The established human breast cancer cell line MCF-7 resorbs bone directly in vitro independently of viable endogenous bone cells, and this resorption of bone is closely correlated with the release of hydrolytic enzymes by the cultured tumor cells. In this study the effects were examined of a number of drugs which increase the intracellular cAMP content on the release of hydrolytic enzymes by the tumor cells and their capacity to resorb bone. When MCF-7 cultures were treated with cholera toxin (0.05 to 5 .mu.g/ml), a potent adenylate cyclase inducer, mineral-releasing, lysosomal enzyme and collagenolytic activities increased more than 2-fold in the cell culture medium. Prostaglandin E1 (0.1 .mu.M), 8-bromo-cAMP (10 mM), and isobutylmethylxanthine (30 .mu.M) caused similar effects. Adenylate cyclase activation and increases in cAMP content in the tumor cells caused the release of lysosomal enzymes and collagenolytic activity and caused the resorption of bone. Colchicine, a drug which inhibits microtubule assembly, also increased hydrolytic enzyme release and release of bone-resorbing activity.
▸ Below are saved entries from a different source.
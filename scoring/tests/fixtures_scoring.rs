use std::fs;
use std::path::PathBuf;

use prompt_harness_core::{AnalysisKind, QualityTier};
use prompt_harness_scoring::Scorer;

#[test]
fn test_complete_tam_fixture_scores_full_marks() {
    let text = fixture("tam_complete.txt");
    let scorer = Scorer::builtin(AnalysisKind::Tam).expect("builtin profile compiles");

    let card = scorer.score(&text);
    let validation = &card.validation;

    assert_eq!(validation.section_coverage, 1.0);
    assert_eq!(validation.element_coverage, 1.0);
    assert!(validation.response_length >= 1000);
    assert!((validation.quality_score - 1.0).abs() < 1e-12);
    assert_eq!(validation.quality_tier, QualityTier::High);
    assert!(validation.passed);
    assert!(validation.missing_requirements.is_empty());
    assert!(validation.recommendations.is_empty());
    assert!(validation.indicators.iter().all(|indicator| indicator.present));

    let metrics = &card.metrics;
    assert_eq!(metrics.number("tam_low"), Some(1.4e9));
    assert_eq!(metrics.number("tam_high"), Some(1.8e9));
    assert_eq!(metrics.number("tam_central"), Some(1.6e9));
    assert_eq!(metrics.number("confidence_interval"), Some(0.9));
    assert_eq!(metrics.number("cagr"), Some(0.11));
    assert_eq!(metrics.number("market_share"), Some(0.045));
    assert_eq!(metrics.number("penetration_rate"), Some(0.06));
    assert_eq!(metrics.text("geographic_scope"), Some("national"));
}

#[test]
fn test_complete_dcf_fixture_extracts_valuation_inputs() {
    let text = fixture("dcf_complete.txt");
    let scorer = Scorer::builtin(AnalysisKind::Dcf).expect("builtin profile compiles");

    let card = scorer.score(&text);
    assert_eq!(card.validation.section_coverage, 1.0);
    assert_eq!(card.validation.element_coverage, 1.0);
    assert_eq!(card.validation.quality_tier, QualityTier::High);

    let metrics = &card.metrics;
    assert_eq!(metrics.number("wacc"), Some(0.101), "anchored WACC wins");
    assert_eq!(metrics.number("cost_of_equity"), Some(0.112));
    assert_eq!(metrics.number("cost_of_debt"), Some(0.06));
    assert_eq!(metrics.number("terminal_growth"), Some(0.03));
    assert_eq!(metrics.number("scenario_bull_revenue"), Some(3.1e8));
    assert_eq!(metrics.number("scenario_base_revenue"), Some(2.6e8));
    assert_eq!(metrics.number("scenario_bear_revenue"), Some(2.05e8));
    assert_eq!(metrics.number("equity_value"), Some(1.9e9));
    assert_eq!(metrics.number("per_share_value"), Some(38.4));
    assert_eq!(metrics.number("cagr"), Some(0.167));
    assert!(card.warnings().is_empty());
}

#[test]
fn test_partial_tam_fixture_gets_targeted_recommendations() {
    let text = fixture("tam_partial.txt");
    let scorer = Scorer::builtin(AnalysisKind::Tam).expect("builtin profile compiles");

    let validation = scorer.validate(&text);
    assert_eq!(validation.section_coverage, 0.0);
    assert_eq!(validation.element_coverage, 0.2);
    assert_eq!(validation.quality_tier, QualityTier::Low);
    assert!(!validation.passed);
    assert_eq!(validation.missing_requirements[0], "Opening Overview");
    assert_eq!(validation.missing_requirements.len(), 14);

    let recs = &validation.recommendations;
    assert_eq!(recs.len(), scorer.profile().scoring.max_recommendations);
    assert_eq!(
        recs[0],
        "Consider adding more explicit section headers to guide the LLM"
    );
    assert!(recs.iter().any(|rec| rec.starts_with("Response is shorter than")));
}

#[test]
fn test_tam_fixture_scored_as_dcf_scores_lower() {
    let text = fixture("tam_complete.txt");
    let tam = Scorer::builtin(AnalysisKind::Tam).expect("builtin profile compiles");
    let dcf = Scorer::builtin(AnalysisKind::Dcf).expect("builtin profile compiles");

    assert!(dcf.validate(&text).quality_score < tam.validate(&text).quality_score);
}

fn fixture(name: &str) -> String {
    let path = PathBuf::from(env!("CARGO_MANIFEST_DIR"))
        .join("tests")
        .join("fixtures")
        .join(name);
    fs::read_to_string(path).expect("fixture file must be readable")
}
Direct measurements of cAMP were made in MCF-7 cells 3 h after treatment with colchicine (10 .mu.M) as well as MCF-7 cells treated with prostaglandin E1, cholera toxin and isobutylmethylxanthine. MCF-7 cells showed a 2-fold increase in cAMP content after treatment with all of these agents, although there was no similar increase in mouse fibroblast 3T3 cells which do not produce bone-resorbing activity under these conditions. Increases in cAMP concentrations in human breast cancer cells apparently lead to release of hydrolytic enzymes and resorption of bone.